# Available records:
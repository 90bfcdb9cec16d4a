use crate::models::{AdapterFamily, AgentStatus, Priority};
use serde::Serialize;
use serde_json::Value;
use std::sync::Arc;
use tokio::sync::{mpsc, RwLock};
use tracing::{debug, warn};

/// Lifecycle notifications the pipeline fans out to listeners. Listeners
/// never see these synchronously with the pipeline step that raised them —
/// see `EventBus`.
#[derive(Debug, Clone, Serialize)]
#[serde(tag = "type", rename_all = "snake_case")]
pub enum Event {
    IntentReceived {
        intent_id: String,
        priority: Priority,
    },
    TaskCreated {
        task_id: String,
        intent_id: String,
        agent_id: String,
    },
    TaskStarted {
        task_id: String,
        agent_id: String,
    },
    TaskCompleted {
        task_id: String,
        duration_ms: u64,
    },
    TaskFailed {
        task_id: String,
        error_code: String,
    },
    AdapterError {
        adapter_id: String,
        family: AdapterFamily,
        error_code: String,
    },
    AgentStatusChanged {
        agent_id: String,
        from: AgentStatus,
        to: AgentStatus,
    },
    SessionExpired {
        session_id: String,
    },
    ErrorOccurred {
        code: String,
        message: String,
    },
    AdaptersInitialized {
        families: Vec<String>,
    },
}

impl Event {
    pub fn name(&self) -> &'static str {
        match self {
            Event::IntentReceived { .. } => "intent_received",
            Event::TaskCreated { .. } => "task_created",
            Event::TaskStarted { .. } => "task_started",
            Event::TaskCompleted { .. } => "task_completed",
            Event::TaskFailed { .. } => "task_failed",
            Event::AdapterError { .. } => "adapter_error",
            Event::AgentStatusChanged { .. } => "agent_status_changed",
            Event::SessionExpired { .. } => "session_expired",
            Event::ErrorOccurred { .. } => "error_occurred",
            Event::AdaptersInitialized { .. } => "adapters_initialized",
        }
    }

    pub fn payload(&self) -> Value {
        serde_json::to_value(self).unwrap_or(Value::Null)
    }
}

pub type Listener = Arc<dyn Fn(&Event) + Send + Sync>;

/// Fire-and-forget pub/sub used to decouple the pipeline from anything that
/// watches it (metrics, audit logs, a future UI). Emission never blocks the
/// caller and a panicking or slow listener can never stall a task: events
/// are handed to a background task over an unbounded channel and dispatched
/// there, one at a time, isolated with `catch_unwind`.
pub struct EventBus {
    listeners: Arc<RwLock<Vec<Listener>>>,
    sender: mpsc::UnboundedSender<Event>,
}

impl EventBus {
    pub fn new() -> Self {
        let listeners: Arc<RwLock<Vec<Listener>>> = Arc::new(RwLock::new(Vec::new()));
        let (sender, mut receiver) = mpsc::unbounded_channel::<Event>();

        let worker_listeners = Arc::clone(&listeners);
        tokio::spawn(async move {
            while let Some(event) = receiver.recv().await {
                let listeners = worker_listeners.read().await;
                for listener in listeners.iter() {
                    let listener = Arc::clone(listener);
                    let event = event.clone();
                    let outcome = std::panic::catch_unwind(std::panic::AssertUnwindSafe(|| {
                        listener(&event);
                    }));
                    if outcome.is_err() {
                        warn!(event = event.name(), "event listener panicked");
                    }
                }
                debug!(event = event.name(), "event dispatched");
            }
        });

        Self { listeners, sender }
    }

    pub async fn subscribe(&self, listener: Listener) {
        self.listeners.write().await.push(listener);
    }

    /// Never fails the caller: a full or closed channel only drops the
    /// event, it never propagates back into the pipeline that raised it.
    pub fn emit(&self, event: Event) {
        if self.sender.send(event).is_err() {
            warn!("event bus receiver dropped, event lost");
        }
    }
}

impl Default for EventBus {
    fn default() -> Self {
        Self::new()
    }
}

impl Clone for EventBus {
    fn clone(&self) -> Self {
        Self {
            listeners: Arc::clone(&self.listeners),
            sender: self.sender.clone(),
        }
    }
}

...

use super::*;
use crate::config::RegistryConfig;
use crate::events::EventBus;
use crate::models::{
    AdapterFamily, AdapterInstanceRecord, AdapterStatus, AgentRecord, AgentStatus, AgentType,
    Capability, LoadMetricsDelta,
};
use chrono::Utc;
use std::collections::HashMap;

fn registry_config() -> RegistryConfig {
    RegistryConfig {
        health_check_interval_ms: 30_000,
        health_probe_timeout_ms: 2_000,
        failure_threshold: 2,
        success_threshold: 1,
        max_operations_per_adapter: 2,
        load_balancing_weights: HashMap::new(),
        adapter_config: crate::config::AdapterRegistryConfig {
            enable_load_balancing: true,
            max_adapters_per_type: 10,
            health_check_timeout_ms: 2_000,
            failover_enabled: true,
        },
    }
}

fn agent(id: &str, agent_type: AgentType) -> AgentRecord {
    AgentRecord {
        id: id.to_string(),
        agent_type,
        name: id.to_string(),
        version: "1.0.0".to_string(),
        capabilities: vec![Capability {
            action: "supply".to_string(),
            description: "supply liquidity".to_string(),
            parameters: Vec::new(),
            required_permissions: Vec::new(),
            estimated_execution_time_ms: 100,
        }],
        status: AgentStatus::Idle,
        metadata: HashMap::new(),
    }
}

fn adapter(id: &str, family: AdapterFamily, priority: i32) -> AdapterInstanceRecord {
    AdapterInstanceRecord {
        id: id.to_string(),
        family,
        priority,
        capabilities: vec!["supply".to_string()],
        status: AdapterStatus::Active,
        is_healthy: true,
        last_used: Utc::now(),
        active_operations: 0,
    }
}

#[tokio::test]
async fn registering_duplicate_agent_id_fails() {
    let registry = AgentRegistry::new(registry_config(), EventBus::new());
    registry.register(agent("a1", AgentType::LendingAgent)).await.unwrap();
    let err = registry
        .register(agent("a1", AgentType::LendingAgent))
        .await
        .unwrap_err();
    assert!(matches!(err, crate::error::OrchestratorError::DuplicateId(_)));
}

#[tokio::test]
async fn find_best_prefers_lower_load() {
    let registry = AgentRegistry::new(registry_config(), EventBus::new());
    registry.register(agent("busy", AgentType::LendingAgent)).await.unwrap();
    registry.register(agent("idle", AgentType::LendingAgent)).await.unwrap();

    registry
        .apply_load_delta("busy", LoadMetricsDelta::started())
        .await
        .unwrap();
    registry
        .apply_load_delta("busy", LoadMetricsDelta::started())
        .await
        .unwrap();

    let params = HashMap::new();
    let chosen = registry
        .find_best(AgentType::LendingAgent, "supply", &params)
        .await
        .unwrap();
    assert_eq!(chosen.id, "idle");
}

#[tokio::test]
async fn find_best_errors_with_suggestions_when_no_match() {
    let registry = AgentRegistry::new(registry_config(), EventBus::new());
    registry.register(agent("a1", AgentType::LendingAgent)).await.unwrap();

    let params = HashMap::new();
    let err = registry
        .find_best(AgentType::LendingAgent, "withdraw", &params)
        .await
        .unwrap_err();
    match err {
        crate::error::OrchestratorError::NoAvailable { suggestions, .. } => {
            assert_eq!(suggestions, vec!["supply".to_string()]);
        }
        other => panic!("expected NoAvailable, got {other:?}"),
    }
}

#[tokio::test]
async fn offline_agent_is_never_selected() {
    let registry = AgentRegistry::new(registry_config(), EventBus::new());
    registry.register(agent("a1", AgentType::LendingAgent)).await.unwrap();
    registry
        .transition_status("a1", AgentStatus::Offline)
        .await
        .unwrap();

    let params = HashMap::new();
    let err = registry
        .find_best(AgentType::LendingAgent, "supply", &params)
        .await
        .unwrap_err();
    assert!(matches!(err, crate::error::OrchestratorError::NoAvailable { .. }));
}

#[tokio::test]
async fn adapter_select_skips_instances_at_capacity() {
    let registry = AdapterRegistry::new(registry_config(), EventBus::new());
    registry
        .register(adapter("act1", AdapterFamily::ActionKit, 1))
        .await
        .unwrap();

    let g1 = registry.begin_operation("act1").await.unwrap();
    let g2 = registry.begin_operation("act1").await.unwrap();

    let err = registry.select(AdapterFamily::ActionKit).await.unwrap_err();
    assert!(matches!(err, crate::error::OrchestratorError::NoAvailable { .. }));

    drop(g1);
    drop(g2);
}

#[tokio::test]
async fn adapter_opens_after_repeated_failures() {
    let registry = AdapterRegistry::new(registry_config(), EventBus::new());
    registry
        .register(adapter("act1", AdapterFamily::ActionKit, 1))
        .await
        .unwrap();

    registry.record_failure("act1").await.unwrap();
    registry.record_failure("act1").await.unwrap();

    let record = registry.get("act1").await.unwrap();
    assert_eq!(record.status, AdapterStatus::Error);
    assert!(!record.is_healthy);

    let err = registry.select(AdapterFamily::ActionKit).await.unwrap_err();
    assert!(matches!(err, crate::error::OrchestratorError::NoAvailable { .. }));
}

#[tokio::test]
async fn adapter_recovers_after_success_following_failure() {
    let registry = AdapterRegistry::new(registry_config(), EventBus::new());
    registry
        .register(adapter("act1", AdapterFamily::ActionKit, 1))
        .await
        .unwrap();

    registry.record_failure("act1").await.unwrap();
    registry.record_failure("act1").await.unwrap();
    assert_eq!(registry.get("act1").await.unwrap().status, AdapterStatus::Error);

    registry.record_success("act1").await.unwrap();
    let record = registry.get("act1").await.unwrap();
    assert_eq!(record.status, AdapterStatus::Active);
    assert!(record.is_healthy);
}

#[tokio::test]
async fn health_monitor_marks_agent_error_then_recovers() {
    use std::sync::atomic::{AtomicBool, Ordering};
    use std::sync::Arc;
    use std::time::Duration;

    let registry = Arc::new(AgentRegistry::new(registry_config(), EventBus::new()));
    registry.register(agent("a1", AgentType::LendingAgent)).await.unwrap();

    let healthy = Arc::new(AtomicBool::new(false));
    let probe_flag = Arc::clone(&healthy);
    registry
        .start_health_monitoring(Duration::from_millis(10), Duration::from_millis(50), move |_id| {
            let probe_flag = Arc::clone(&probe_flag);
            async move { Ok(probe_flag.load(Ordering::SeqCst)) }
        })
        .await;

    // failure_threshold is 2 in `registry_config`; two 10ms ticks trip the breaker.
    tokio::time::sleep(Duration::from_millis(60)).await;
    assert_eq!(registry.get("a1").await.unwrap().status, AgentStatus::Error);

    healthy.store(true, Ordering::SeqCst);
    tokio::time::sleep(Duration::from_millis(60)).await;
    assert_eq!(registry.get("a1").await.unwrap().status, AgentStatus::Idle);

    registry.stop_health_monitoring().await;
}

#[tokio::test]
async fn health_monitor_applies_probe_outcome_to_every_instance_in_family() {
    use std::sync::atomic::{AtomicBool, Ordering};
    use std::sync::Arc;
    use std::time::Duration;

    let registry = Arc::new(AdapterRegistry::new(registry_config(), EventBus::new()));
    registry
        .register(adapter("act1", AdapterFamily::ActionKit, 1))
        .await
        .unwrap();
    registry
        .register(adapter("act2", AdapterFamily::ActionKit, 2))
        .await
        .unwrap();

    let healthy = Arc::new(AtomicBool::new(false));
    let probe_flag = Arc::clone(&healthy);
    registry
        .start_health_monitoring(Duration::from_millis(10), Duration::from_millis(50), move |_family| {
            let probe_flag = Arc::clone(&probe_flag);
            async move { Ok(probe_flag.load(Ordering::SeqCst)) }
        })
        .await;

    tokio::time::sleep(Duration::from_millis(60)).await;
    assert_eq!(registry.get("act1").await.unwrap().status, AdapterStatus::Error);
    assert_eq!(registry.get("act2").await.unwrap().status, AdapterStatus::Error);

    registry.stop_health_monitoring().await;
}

==

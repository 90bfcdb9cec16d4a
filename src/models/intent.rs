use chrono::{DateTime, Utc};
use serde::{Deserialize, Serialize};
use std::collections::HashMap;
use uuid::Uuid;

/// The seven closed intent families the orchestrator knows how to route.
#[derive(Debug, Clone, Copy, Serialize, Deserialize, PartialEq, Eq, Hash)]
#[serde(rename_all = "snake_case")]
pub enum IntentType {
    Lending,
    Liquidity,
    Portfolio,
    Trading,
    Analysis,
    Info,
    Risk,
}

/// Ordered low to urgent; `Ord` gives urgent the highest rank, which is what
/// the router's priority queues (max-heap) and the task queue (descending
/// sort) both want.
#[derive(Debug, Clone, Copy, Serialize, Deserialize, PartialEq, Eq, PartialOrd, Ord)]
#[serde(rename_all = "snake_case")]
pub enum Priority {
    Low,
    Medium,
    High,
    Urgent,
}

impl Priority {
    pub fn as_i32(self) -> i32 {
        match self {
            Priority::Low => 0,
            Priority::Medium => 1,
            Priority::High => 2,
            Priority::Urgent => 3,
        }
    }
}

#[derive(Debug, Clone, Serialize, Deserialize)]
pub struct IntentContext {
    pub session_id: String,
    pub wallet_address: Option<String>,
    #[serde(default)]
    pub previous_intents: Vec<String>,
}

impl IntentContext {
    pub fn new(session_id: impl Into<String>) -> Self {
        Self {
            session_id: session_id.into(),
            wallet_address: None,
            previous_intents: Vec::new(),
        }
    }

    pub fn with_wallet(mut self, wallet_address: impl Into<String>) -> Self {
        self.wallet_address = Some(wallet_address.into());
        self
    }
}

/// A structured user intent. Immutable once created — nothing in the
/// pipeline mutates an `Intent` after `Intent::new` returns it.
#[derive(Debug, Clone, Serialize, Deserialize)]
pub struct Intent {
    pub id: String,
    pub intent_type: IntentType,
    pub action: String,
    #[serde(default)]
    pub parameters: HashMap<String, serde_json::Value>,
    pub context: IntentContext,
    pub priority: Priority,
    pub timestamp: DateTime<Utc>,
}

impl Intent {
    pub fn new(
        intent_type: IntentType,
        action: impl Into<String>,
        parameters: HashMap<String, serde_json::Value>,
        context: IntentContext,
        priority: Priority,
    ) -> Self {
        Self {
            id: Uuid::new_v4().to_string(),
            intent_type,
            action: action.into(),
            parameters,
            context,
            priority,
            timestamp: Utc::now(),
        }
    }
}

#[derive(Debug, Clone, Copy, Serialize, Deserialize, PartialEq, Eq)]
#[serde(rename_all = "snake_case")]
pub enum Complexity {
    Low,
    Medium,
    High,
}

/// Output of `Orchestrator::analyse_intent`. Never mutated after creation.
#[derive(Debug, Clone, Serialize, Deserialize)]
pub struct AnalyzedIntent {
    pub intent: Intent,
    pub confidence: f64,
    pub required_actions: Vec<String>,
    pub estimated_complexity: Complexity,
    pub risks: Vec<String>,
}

# Activity:
Among the records, find the lines that contain "crate" and copy each of them.

# Expected answer:
use crate::models::{AdapterFamily, AgentStatus, Priority};
use crate::config::RegistryConfig;
use crate::events::EventBus;
use crate::models::{
        adapter_config: crate::config::AdapterRegistryConfig {
    assert!(matches!(err, crate::error::OrchestratorError::DuplicateId(_)));
        crate::error::OrchestratorError::NoAvailable { suggestions, .. } => {
    assert!(matches!(err, crate::error::OrchestratorError::NoAvailable { .. }));
    assert!(matches!(err, crate::error::OrchestratorError::NoAvailable { .. }));
    assert!(matches!(err, crate::error::OrchestratorError::NoAvailable { .. }));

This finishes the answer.